The tourism crisis is epitomized by the huge, unfinished Cook Islands Sheraton Hotel. The project was left two-thirds finished in 1993 with debts of NZ$75 million - more than half the country's foreign debt. It is expected to be offered for sale, complete with a casino license, for about NZ$26 million - one- third of its replacement cost - along with two other state-owned hotels. McKinnon described the sale of the hotels as "a positive step."

Meanwhile, the financial instability of the Cook Islands is having political repercussions in New Zealand.

One of the means by which the Cook Islands government sought to solve its mounting financial difficulties in the late 1980s was to set up a tax haven for wealthy businessmen. Several major New Zealand companies took advantage of this scheme, including the Bank of New Zealand, merchant bankers Fay and Richwhite, and Brierley Investments.

In 1992 rightist politician and Member of Parliament Winston Peters began clamoring against this scheme, presenting Parliament with "a winebox full of documents" that he claimed were evidence of tax evasion and other corrupt financial operations by these corporations. Peters demanded a public inquiry.
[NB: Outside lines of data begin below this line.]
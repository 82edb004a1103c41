//! The file service seam: versioned reads and conditional writes, plus
//! change watching.

use crate::status::EventFeed;
use async_trait::async_trait;
use parking_lot::Mutex;
use std::collections::HashMap;
use std::path::{Path, PathBuf};
use thiserror::Error;
use tokio::sync::mpsc::UnboundedReceiver;

/// Result type for file operations.
pub type FileResult<T> = Result<T, FileError>;

/// Errors surfaced by the file service.
///
/// `NotFound` and `ModifiedSince` are distinct by contract; the engine maps
/// both to a local precondition failure when committing a preview.
#[derive(Error, Debug, Clone)]
pub enum FileError {
    /// The file does not exist.
    #[error("file not found: {0}")]
    NotFound(PathBuf),

    /// The file changed since the supplied snapshot was taken.
    #[error("file modified since snapshot: {0}")]
    ModifiedSince(PathBuf),

    /// Any other I/O failure.
    #[error("file I/O error: {0}")]
    Io(String),
}

/// Opaque token identifying one observed version of a file.
#[derive(Debug, Clone, Copy, PartialEq, Eq)]
pub struct FileVersion(pub(crate) u64);

/// A file snapshot: its content and the version token observed at read time.
#[derive(Debug, Clone, PartialEq, Eq)]
pub struct FileContent {
    /// The file's path.
    pub path: PathBuf,
    /// UTF-8 content.
    pub content: String,
    /// Version token for conditional writes.
    pub version: FileVersion,
}

/// A batch of changed paths reported by a watcher.
#[derive(Debug, Clone)]
pub struct FileChangeEvent {
    /// The paths covered by this event.
    pub paths: Vec<PathBuf>,
}

impl FileChangeEvent {
    /// Returns true if the event covers the given path.
    pub fn contains(&self, path: &Path) -> bool {
        self.paths.iter().any(|p| p == path)
    }
}

/// Read/write/watch access to the local filesystem.
#[async_trait]
pub trait FileService: Send + Sync {
    /// Reads a file, returning its content and version token.
    async fn read_file(&self, path: &Path) -> FileResult<FileContent>;

    /// Writes a file. When `expected` is present the write fails with
    /// [`FileError::ModifiedSince`] if the file's current version differs,
    /// and with [`FileError::NotFound`] if the file vanished.
    async fn write_file(
        &self,
        path: &Path,
        content: &str,
        expected: Option<&FileVersion>,
    ) -> FileResult<FileContent>;

    /// Creates a file. With `overwrite` false an existing file fails the
    /// create with [`FileError::ModifiedSince`].
    async fn create_file(&self, path: &Path, content: &str, overwrite: bool)
        -> FileResult<FileContent>;

    /// Deletes a file.
    async fn delete(&self, path: &Path) -> FileResult<()>;

    /// Returns true if the path exists.
    async fn exists(&self, path: &Path) -> bool;

    /// Starts watching a directory (non-recursive).
    fn watch(&self, dir: &Path) -> FileResult<()>;

    /// Subscribes to change events for watched directories.
    fn subscribe(&self) -> UnboundedReceiver<FileChangeEvent>;
}

#[derive(Debug, Default)]
struct MemoryFsState {
    entries: HashMap<PathBuf, (String, u64)>,
    next_version: u64,
    watched: Vec<PathBuf>,
}

/// An in-memory file service with version counters.
#[derive(Debug, Default)]
pub struct InMemoryFileService {
    state: Mutex<MemoryFsState>,
    feed: EventFeed<FileChangeEvent>,
}

impl InMemoryFileService {
    /// Creates an empty file system.
    pub fn new() -> Self {
        Self::default()
    }

    /// Writes a file as an external actor would: unconditionally, still
    /// emitting a change event.
    pub fn write_external(&self, path: &Path, content: &str) {
        {
            let mut state = self.state.lock();
            state.next_version += 1;
            let version = state.next_version;
            state
                .entries
                .insert(path.to_path_buf(), (content.to_string(), version));
        }
        self.emit_change(path);
    }

    fn emit_change(&self, path: &Path) {
        let watched = {
            let state = self.state.lock();
            state
                .watched
                .iter()
                .any(|dir| path.parent().is_some_and(|parent| parent.starts_with(dir)))
        };
        if watched {
            self.feed.emit(FileChangeEvent {
                paths: vec![path.to_path_buf()],
            });
        }
    }

    fn insert(&self, path: &Path, content: &str) -> FileContent {
        let version = {
            let mut state = self.state.lock();
            state.next_version += 1;
            let version = state.next_version;
            state
                .entries
                .insert(path.to_path_buf(), (content.to_string(), version));
            version
        };
        self.emit_change(path);
        FileContent {
            path: path.to_path_buf(),
            content: content.to_string(),
            version: FileVersion(version),
        }
    }
}

#[async_trait]
impl FileService for InMemoryFileService {
    async fn read_file(&self, path: &Path) -> FileResult<FileContent> {
        let state = self.state.lock();
        match state.entries.get(path) {
            Some((content, version)) => Ok(FileContent {
                path: path.to_path_buf(),
                content: content.clone(),
                version: FileVersion(*version),
            }),
            None => Err(FileError::NotFound(path.to_path_buf())),
        }
    }

    async fn write_file(
        &self,
        path: &Path,
        content: &str,
        expected: Option<&FileVersion>,
    ) -> FileResult<FileContent> {
        if let Some(expected) = expected {
            let state = self.state.lock();
            match state.entries.get(path) {
                None => return Err(FileError::NotFound(path.to_path_buf())),
                Some((_, version)) if *version != expected.0 => {
                    return Err(FileError::ModifiedSince(path.to_path_buf()))
                }
                Some(_) => {}
            }
        }
        Ok(self.insert(path, content))
    }

    async fn create_file(
        &self,
        path: &Path,
        content: &str,
        overwrite: bool,
    ) -> FileResult<FileContent> {
        if !overwrite && self.state.lock().entries.contains_key(path) {
            return Err(FileError::ModifiedSince(path.to_path_buf()));
        }
        Ok(self.insert(path, content))
    }

    async fn delete(&self, path: &Path) -> FileResult<()> {
        let removed = self.state.lock().entries.remove(path);
        if removed.is_none() {
            return Err(FileError::NotFound(path.to_path_buf()));
        }
        self.emit_change(path);
        Ok(())
    }

    async fn exists(&self, path: &Path) -> bool {
        self.state.lock().entries.contains_key(path)
    }

    fn watch(&self, dir: &Path) -> FileResult<()> {
        self.state.lock().watched.push(dir.to_path_buf());
        Ok(())
    }

    fn subscribe(&self) -> UnboundedReceiver<FileChangeEvent> {
        self.feed.subscribe()
    }
}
The subsequent "winebox inquiry," and the reluctance of both the Cook Islands government and the corporations concerned to cooperate with it, have been a long-running issue in New Zealand politics, raising accusations of corrupt practices by the New Zealand Audit Office, and bolstering Peters's efforts to portray himself as a fighter against corruption. Peters is now the main leader of the right-wing New Zealand First party, which devotes much of its demagogy to railing against immigrants from the Pacific Islands and Asia.

Asserting that "the Cook Islands was instrumental in a massive raid on this country's revenue," Peters said that if the government of that nation did not cooperate with Wellington's inquiry, the New Zealand government should limit financial aid to it.

James Robb is a member of the Meatworkers Union of Aotearoa in Auckland.